It’s the age old question asked of domestic violence victims — why stay? If your partner is abusing you, you should leave.
Then comes the judgment, and my favorite line:
“If that was me, I would never stand for that. I would leave immediately!”
Sometimes, it’s that easy. 90% of the time, it is not.
Keep in mind, an abuser never hits you on the first date. Or even the second date. An abusive relationship begins much like any other relationship — with love, trust, and wooing. But somewhere along the line, the abuser becomes controlling. S/he begins to isolate the victim from friends and family. The abuser begins to break down the victim’s self esteem. Emotional abuse becomes a key factor. And then physical abuse (if used) begins.
To further complicate matters is the concept of the cycle of violence. Once the abuser hits the victim, the abuser becomes incredibly apologetic, even tearful. The s/he promises this will never happen again. There may be gifts, as well as a temporary change in behavior. This is called the honeymoon period. But after the honeymoon enters a period of tension and escalation, until there is another violent episode. The cycle begins anew.

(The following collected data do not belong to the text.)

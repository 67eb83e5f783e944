pub mod config;

pub use config::{
    load_settings, load_settings_from, DatabaseSettings, DrupalSettings, MoodleSettings,
    OperationSettings, Settings, SettingsError, StorageSettings,
};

Rihanna, in a recent interview with Vanity Fair, spoke about her highly publicized relationship abusive with Chris Brown. She said:
“I was that girl…that girl who felt that as much pain as this relationship is, maybe some people are built stronger than others. Maybe I’m one of those people built to handle s%&* like this. Maybe I’m the person who’s almost the guardian angel to this person, to be there when they’re not strong enough”. She admitted that she believed she could change him.

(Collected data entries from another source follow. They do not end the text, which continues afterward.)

use crate::context::OperationContext;
use crate::error::SiteError;
use crate::periodicity::Periodicity;
use crate::runner::{CommandRunner, Invocation};
use chrono::NaiveDateTime;
use flate2::read::GzDecoder;
use flate2::write::GzEncoder;
use flate2::Compression;
use log::debug;
use std::fs::File;
use std::path::{Path, PathBuf};

/// Name of the database dump inside every archive.
pub const DATABASE_DUMP: &str = "database.tar";

/// Archive member holding the contents of one volume.
pub fn volume_member(volume: &Path) -> Option<String> {
    volume
        .file_name()
        .map(|name| format!("{}-backup.tar", name.to_string_lossy()))
}

#[derive(Debug, Clone, Copy, PartialEq, Eq)]
pub enum ArchiveFormat {
    TarGz,
    Zip,
}

impl ArchiveFormat {
    pub fn detect(filename: &str) -> Option<Self> {
        let name = filename.to_ascii_lowercase();
        if name.ends_with(".tar.gz") || name.ends_with(".tgz") {
            Some(ArchiveFormat::TarGz)
        } else if name.ends_with(".zip") {
            Some(ArchiveFormat::Zip)
        } else {
            None
        }
    }
}

/// One archive produced by a backup or consumed by a restore.
#[derive(Debug, Clone)]
pub struct BackupArchive {
    pub filename: String,
    pub remote_key: String,
    pub local_path: PathBuf,
    pub periodicity: Option<Periodicity>,
    pub size: Option<u64>,
}

impl BackupArchive {
    /// Names a new archive as `{env}-{YYYY-mm-dd_HH-MM}-{D|W|M}.tar.gz`,
    /// stored under the periodicity's directory.
    pub fn for_backup(env_tag: &str, taken_at: NaiveDateTime, work_dir: &Path) -> Self {
        let periodicity = Periodicity::for_date(taken_at.date());
        let filename = format!(
            "{env_tag}-{}-{}.tar.gz",
            taken_at.format("%Y-%m-%d_%H-%M"),
            periodicity.code()
        );
        Self {
            remote_key: format!("{}/{filename}", periodicity.directory()),
            local_path: work_dir.join(&filename),
            filename,
            periodicity: Some(periodicity),
            size: None,
        }
    }

    /// An existing archive, named by its key in the bucket.
    pub fn for_restore(remote_key: &str, work_dir: &Path) -> Self {
        let filename = remote_key
            .rsplit('/')
            .next()
            .unwrap_or(remote_key)
            .to_string();
        Self {
            remote_key: remote_key.to_string(),
            local_path: work_dir.join(&filename),
            filename,
            periodicity: None,
            size: None,
        }
    }

    /// Writes every member into the compressed archive under its file name.
    pub async fn package(&mut self, members: &[PathBuf]) -> Result<u64, SiteError> {
        if members.is_empty() {
            return Err(SiteError::NothingToBackup);
        }
        let target = self.local_path.clone();
        let members = members.to_vec();
        let size = tokio::task::spawn_blocking(move || -> std::io::Result<u64> {
            let file = File::create(&target)?;
            let encoder = GzEncoder::new(file, Compression::default());
            let mut builder = tar::Builder::new(encoder);
            for member in &members {
                let name = member.file_name().ok_or_else(|| {
                    std::io::Error::new(
                        std::io::ErrorKind::InvalidInput,
                        format!("{} has no file name", member.display()),
                    )
                })?;
                debug!("Adding {} to archive", member.display());
                builder.append_path_with_name(member, name)?;
            }
            builder.into_inner()?.finish()?;
            Ok(std::fs::metadata(&target)?.len())
        })
        .await
        .map_err(|e| std::io::Error::other(e.to_string()))??;
        self.size = Some(size);
        Ok(size)
    }

    /// Unpacks the archive into `dest`, picking the format from the file name.
    pub async fn unpack(
        &self,
        runner: &CommandRunner,
        ctx: &mut OperationContext,
        dest: &Path,
    ) -> Result<(), SiteError> {
        let extraction_failed = |reason: String| SiteError::ExtractionFailed {
            archive: self.filename.clone(),
            reason,
        };
        match ArchiveFormat::detect(&self.filename) {
            Some(ArchiveFormat::TarGz) => {
                ctx.msg(format!("Extracting {}", self.filename));
                let source = self.local_path.clone();
                let dest = dest.to_path_buf();
                tokio::task::spawn_blocking(move || -> std::io::Result<()> {
                    let mut archive = tar::Archive::new(GzDecoder::new(File::open(&source)?));
                    archive.unpack(&dest)
                })
                .await
                .map_err(|e| extraction_failed(e.to_string()))?
                .map_err(|e| extraction_failed(e.to_string()))
            }
            Some(ArchiveFormat::Zip) => {
                let unzip = Invocation::new("unzip")
                    .args(["-o", "-q"])
                    .arg(self.local_path.display().to_string())
                    .arg("-d")
                    .arg(dest.display().to_string())
                    .long_running();
                runner
                    .exec(ctx, &unzip)
                    .await
                    .map(|_| ())
                    .map_err(|e| extraction_failed(e.to_string()))
            }
            None => Err(extraction_failed(
                "unsupported archive format, expected .tar.gz, .tgz or .zip".to_string(),
            )),
        }
    }
}

#[cfg(test)]
mod tests {
    use super::*;
    use chrono::NaiveDate;
    use std::time::Duration;

    fn at(y: i32, m: u32, d: u32, h: u32, min: u32) -> NaiveDateTime {
        NaiveDate::from_ymd_opt(y, m, d)
            .unwrap()
            .and_hms_opt(h, min, 0)
            .unwrap()
    }

    #[test]
    fn backup_names_follow_the_periodicity() {
        let work = Path::new("/tmp/work");
        let daily = BackupArchive::for_backup("prod", at(2024, 6, 4, 2, 5), work);
        assert_eq!(daily.filename, "prod-2024-06-04_02-05-D.tar.gz");
        assert_eq!(daily.remote_key, "daily/prod-2024-06-04_02-05-D.tar.gz");
        assert_eq!(daily.local_path, work.join("prod-2024-06-04_02-05-D.tar.gz"));

        let monthly = BackupArchive::for_backup("qa", at(2024, 6, 1, 23, 59), work);
        assert_eq!(monthly.remote_key, "monthly/qa-2024-06-01_23-59-M.tar.gz");
    }

    #[test]
    fn restore_keeps_the_key_and_uses_the_basename_locally() {
        let archive = BackupArchive::for_restore("weekly/prod-2024-06-02_02-00-W.tar.gz", Path::new("/w"));
        assert_eq!(archive.filename, "prod-2024-06-02_02-00-W.tar.gz");
        assert_eq!(archive.local_path, Path::new("/w/prod-2024-06-02_02-00-W.tar.gz"));
        assert_eq!(archive.remote_key, "weekly/prod-2024-06-02_02-00-W.tar.gz");
    }

    #[test]
    fn formats_are_detected_from_the_extension() {
        assert_eq!(ArchiveFormat::detect("a.tar.gz"), Some(ArchiveFormat::TarGz));
        assert_eq!(ArchiveFormat::detect("A.TGZ"), Some(ArchiveFormat::TarGz));
        assert_eq!(ArchiveFormat::detect("export.zip"), Some(ArchiveFormat::Zip));
        assert_eq!(ArchiveFormat::detect("dump.sql"), None);
    }

    #[test]
    fn volume_members_use_the_directory_name() {
        assert_eq!(
            volume_member(Path::new("/opt/app-root/src/html/sites")).as_deref(),
            Some("sites-backup.tar")
        );
    }

    #[tokio::test]
    async fn package_then_unpack_restores_members() {
        let work = tempfile::tempdir().unwrap();
        let dump = work.path().join(DATABASE_DUMP);
        std::fs::write(&dump, b"dump").unwrap();
        let vol = work.path().join("sites-backup.tar");
        std::fs::write(&vol, b"files").unwrap();

        let mut archive = BackupArchive::for_backup("dev", at(2024, 6, 4, 1, 0), work.path());
        let size = archive.package(&[dump, vol]).await.unwrap();
        assert!(size > 0);

        let out = tempfile::tempdir().unwrap();
        let runner = CommandRunner::new(Duration::from_millis(50));
        let mut ctx = OperationContext::new("restore", false);
        archive.unpack(&runner, &mut ctx, out.path()).await.unwrap();
        assert_eq!(std::fs::read(out.path().join(DATABASE_DUMP)).unwrap(), b"dump");
        assert_eq!(std::fs::read(out.path().join("sites-backup.tar")).unwrap(), b"files");
    }

    #[tokio::test]
    async fn unknown_format_is_an_extraction_failure() {
        let runner = CommandRunner::new(Duration::from_millis(50));
        let mut ctx = OperationContext::new("restore", false);
        let archive = BackupArchive::for_restore("daily/dump.sql", Path::new("/tmp"));
        let err = archive
            .unpack(&runner, &mut ctx, Path::new("/tmp"))
            .await
            .unwrap_err();
        assert!(matches!(err, SiteError::ExtractionFailed { .. }));
    }
}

See her full interview here.
Her thought process is not unique among victims/domestic violence survivors. Some believe that they can change the abuser, or that the abuser can go back the kind person they fell in love with. But there are other common themes among victims and survivors of domestic violence relationships: fear, love, family, money, shame, and isolation.
The Huffington Post did a powerful article featuring the stories of six survivors and why they stayed. Please read with an open mind — it may give some insight as to the grueling journey the millions of women and men endure every day. Read the article here.
24 people per minute are victims of rape, physical violence, or stalking by an intimate partner.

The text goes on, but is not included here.